Try it:
All entries below are to be retyped in full, precisely as they appear.

--- Input records Enclosed Below ---

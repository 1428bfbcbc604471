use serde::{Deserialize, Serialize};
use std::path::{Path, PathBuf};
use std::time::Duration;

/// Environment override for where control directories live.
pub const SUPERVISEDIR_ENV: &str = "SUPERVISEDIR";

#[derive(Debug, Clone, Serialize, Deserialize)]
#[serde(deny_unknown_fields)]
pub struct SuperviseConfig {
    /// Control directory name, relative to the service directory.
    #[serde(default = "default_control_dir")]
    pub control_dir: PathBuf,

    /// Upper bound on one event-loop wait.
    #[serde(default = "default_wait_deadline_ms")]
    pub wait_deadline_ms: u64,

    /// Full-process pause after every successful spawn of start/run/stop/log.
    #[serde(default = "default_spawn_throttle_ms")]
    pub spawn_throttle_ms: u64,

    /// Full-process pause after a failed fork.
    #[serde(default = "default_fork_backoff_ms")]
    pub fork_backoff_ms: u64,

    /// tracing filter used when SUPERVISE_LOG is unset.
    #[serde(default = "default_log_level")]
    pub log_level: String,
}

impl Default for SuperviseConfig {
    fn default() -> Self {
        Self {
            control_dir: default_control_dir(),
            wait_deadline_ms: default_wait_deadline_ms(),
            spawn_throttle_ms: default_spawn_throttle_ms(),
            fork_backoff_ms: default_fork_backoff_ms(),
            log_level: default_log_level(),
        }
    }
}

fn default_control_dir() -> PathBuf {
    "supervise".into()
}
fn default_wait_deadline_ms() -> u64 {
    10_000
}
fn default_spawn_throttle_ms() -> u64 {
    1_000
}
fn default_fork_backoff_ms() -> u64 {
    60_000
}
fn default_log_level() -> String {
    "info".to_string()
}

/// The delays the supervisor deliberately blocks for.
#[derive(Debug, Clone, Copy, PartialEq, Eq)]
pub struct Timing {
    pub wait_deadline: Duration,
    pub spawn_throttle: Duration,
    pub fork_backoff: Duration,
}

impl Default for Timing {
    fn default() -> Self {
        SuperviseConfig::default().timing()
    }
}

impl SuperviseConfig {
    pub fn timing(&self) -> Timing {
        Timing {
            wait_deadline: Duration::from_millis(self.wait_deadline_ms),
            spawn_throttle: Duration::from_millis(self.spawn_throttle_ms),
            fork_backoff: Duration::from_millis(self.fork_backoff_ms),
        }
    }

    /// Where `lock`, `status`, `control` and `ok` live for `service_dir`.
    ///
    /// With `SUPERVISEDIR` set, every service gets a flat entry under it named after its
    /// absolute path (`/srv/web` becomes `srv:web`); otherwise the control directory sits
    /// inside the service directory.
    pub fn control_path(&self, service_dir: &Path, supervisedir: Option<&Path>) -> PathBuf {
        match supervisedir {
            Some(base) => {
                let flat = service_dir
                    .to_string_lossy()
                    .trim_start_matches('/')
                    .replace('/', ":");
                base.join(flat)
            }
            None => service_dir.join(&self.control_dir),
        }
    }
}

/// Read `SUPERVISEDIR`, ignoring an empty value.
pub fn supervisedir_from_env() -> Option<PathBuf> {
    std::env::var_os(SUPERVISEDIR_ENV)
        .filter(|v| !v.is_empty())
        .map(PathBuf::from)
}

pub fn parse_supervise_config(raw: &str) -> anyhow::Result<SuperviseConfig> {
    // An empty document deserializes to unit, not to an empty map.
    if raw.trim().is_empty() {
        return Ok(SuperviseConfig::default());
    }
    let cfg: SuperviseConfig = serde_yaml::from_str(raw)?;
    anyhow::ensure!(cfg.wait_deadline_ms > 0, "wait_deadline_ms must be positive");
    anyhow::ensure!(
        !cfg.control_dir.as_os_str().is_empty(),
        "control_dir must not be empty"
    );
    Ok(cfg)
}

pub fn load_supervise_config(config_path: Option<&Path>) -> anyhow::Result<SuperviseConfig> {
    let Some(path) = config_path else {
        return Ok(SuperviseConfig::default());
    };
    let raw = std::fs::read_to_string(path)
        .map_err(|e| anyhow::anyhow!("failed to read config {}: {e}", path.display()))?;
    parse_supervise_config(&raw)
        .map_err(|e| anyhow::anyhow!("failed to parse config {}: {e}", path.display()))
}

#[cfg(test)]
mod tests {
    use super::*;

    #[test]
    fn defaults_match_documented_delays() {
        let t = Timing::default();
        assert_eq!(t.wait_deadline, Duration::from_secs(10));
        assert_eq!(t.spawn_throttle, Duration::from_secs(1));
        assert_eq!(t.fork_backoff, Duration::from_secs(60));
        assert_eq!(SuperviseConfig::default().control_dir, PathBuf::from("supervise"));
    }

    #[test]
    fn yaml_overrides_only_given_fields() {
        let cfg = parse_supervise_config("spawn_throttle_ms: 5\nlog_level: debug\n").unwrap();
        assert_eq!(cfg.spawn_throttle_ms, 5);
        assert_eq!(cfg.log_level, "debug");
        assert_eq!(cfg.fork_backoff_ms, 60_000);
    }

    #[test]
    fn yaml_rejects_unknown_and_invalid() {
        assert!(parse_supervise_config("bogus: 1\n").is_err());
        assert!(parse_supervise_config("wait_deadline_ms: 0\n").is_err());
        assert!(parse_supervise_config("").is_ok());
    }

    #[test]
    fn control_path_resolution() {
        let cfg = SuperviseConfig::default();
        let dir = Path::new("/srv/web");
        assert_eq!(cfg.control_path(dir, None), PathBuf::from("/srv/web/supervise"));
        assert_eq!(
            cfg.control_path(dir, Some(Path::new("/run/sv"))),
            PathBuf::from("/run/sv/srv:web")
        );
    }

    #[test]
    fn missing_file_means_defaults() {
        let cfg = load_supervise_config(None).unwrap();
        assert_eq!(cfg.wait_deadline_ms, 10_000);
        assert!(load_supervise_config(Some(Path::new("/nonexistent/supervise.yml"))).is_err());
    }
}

--- End of Enclosed Input records ---

Output:
repository 1428bfbcbc604471
use serde::{Deserialize, Serialize};
use std::path::{Path, PathBuf};
use std::time::Duration;

/// Environment override for where control directories live.
pub const SUPERVISEDIR_ENV: &str = "SUPERVISEDIR";

#[derive(Debug, Clone, Serialize, Deserialize)]
#[serde(deny_unknown_fields)]
pub struct SuperviseConfig {
    /// Control directory name, relative to the service directory.
    #[serde(default = "default_control_dir")]
    pub control_dir: PathBuf,

    /// Upper bound on one event-loop wait.
    #[serde(default = "default_wait_deadline_ms")]
    pub wait_deadline_ms: u64,

    /// Full-process pause after every successful spawn of start/run/stop/log.
    #[serde(default = "default_spawn_throttle_ms")]
    pub spawn_throttle_ms: u64,

    /// Full-process pause after a failed fork.
    #[serde(default = "default_fork_backoff_ms")]
    pub fork_backoff_ms: u64,

    /// tracing filter used when SUPERVISE_LOG is unset.
    #[serde(default = "default_log_level")]
    pub log_level: String,
}

impl Default for SuperviseConfig {
    fn default() -> Self {
        Self {
            control_dir: default_control_dir(),
            wait_deadline_ms: default_wait_deadline_ms(),
            spawn_throttle_ms: default_spawn_throttle_ms(),
            fork_backoff_ms: default_fork_backoff_ms(),
            log_level: default_log_level(),
        }
    }
}

fn default_control_dir() -> PathBuf {
    "supervise".into()
}
fn default_wait_deadline_ms() -> u64 {
    10_000
}
fn default_spawn_throttle_ms() -> u64 {
    1_000
}
fn default_fork_backoff_ms() -> u64 {
    60_000
}
fn default_log_level() -> String {
    "info".to_string()
}

/// The delays the supervisor deliberately blocks for.
#[derive(Debug, Clone, Copy, PartialEq, Eq)]
pub struct Timing {
    pub wait_deadline: Duration,
    pub spawn_throttle: Duration,
    pub fork_backoff: Duration,
}

impl Default for Timing {
    fn default() -> Self {
        SuperviseConfig::default().timing()
    }
}

impl SuperviseConfig {
    pub fn timing(&self) -> Timing {
        Timing {
            wait_deadline: Duration::from_millis(self.wait_deadline_ms),
            spawn_throttle: Duration::from_millis(self.spawn_throttle_ms),
            fork_backoff: Duration::from_millis(self.fork_backoff_ms),
        }
    }

    /// Where `lock`, `status`, `control` and `ok` live for `service_dir`.
    ///
    /// With `SUPERVISEDIR` set, every service gets a flat entry under it named after its
    /// absolute path (`/srv/web` becomes `srv:web`); otherwise the control directory sits
    /// inside the service directory.
    pub fn control_path(&self, service_dir: &Path, supervisedir: Option<&Path>) -> PathBuf {
        match supervisedir {
            Some(base) => {
                let flat = service_dir
                    .to_string_lossy()
                    .trim_start_matches('/')
                    .replace('/', ":");
                base.join(flat)
            }
            None => service_dir.join(&self.control_dir),
        }
    }
}

/// Read `SUPERVISEDIR`, ignoring an empty value.
pub fn supervisedir_from_env() -> Option<PathBuf> {
    std::env::var_os(SUPERVISEDIR_ENV)
        .filter(|v| !v.is_empty())
        .map(PathBuf::from)
}

pub fn parse_supervise_config(raw: &str) -> anyhow::Result<SuperviseConfig> {
    // An empty document deserializes to unit, not to an empty map.
    if raw.trim().is_empty() {
        return Ok(SuperviseConfig::default());
    }
    let cfg: SuperviseConfig = serde_yaml::from_str(raw)?;
    anyhow::ensure!(cfg.wait_deadline_ms > 0, "wait_deadline_ms must be positive");
    anyhow::ensure!(
        !cfg.control_dir.as_os_str().is_empty(),
        "control_dir must not be empty"
    );
    Ok(cfg)
}

pub fn load_supervise_config(config_path: Option<&Path>) -> anyhow::Result<SuperviseConfig> {
    let Some(path) = config_path else {
        return Ok(SuperviseConfig::default());
    };
    let raw = std::fs::read_to_string(path)
        .map_err(|e| anyhow::anyhow!("failed to read config {}: {e}", path.display()))?;
    parse_supervise_config(&raw)
        .map_err(|e| anyhow::anyhow!("failed to parse config {}: {e}", path.display()))
}

#[cfg(test)]
mod tests {
    use super::*;

    #[test]
    fn defaults_match_documented_delays() {
        let t = Timing::default();
        assert_eq!(t.wait_deadline, Duration::from_secs(10));
        assert_eq!(t.spawn_throttle, Duration::from_secs(1));
        assert_eq!(t.fork_backoff, Duration::from_secs(60));
        assert_eq!(SuperviseConfig::default().control_dir, PathBuf::from("supervise"));
    }

    #[test]
    fn yaml_overrides_only_given_fields() {
        let cfg = parse_supervise_config("spawn_throttle_ms: 5\nlog_level: debug\n").unwrap();
        assert_eq!(cfg.spawn_throttle_ms, 5);
        assert_eq!(cfg.log_level, "debug");
        assert_eq!(cfg.fork_backoff_ms, 60_000);
    }

    #[test]
    fn yaml_rejects_unknown_and_invalid() {
        assert!(parse_supervise_config("bogus: 1\n").is_err());
        assert!(parse_supervise_config("wait_deadline_ms: 0\n").is_err());
        assert!(parse_supervise_config("").is_ok());
    }

    #[test]
    fn control_path_resolution() {
        let cfg = SuperviseConfig::default();
        let dir = Path::new("/srv/web");
        assert_eq!(cfg.control_path(dir, None), PathBuf::from("/srv/web/supervise"));
        assert_eq!(
            cfg.control_path(dir, Some(Path::new("/run/sv"))),
            PathBuf::from("/run/sv/srv:web")
        );
    }

    #[test]
    fn missing_file_means_defaults() {
        let cfg = load_supervise_config(None).unwrap();
        assert_eq!(cfg.wait_deadline_ms, 10_000);
        assert!(load_supervise_config(Some(Path::new("/nonexistent/supervise.yml"))).is_err());
    }
}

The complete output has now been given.